In contrast, if the tool is able to "see" that an en-US string content
has changed, it can present it to the localizer, and he/she will be
able to decide if that involves deeper changes in the localized ID and
their usages across the whole translation.
> It's almost like saying "we should alert localizers when german
> version of that string changes, because maybe german localizers
> fine tuned it in a way that others might want to copy".
It is not the same, because the German version is tuning just for
their own language. en-US "tune" may or may not have an impact in the
rest of localizations; it even could have an impact in some of them
while not being relevant for others.
> I believe we should not. Neither for de, nor for en-US. I asking to
> deprioritize en-US and stop assuming that every typo en-US has will
> be followed to the letter by localizers, because it shouldn't.

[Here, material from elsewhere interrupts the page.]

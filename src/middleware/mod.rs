//! HTTP middleware.
//!
//! Request logging with latency tracking; CORS is layered directly in main.

pub mod logging;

Unless you find a way to get tools to distinguish if a change in the
en-US strings are due to a typo or to a semantic change, you can't
"deprioritize" en-US, because that's what all localizations follow.
en-US IS the reference to the rest of localizations.
But I'm not contradicting myself. en-US shouldn't change IDs even for
semantic changes, but tools (and that includes L10n dashboard in the
first place) must be able to catch string changes, added and removed
indexes and custom data, etc., and warn localizers about such changes,
all of those without having to change the ID.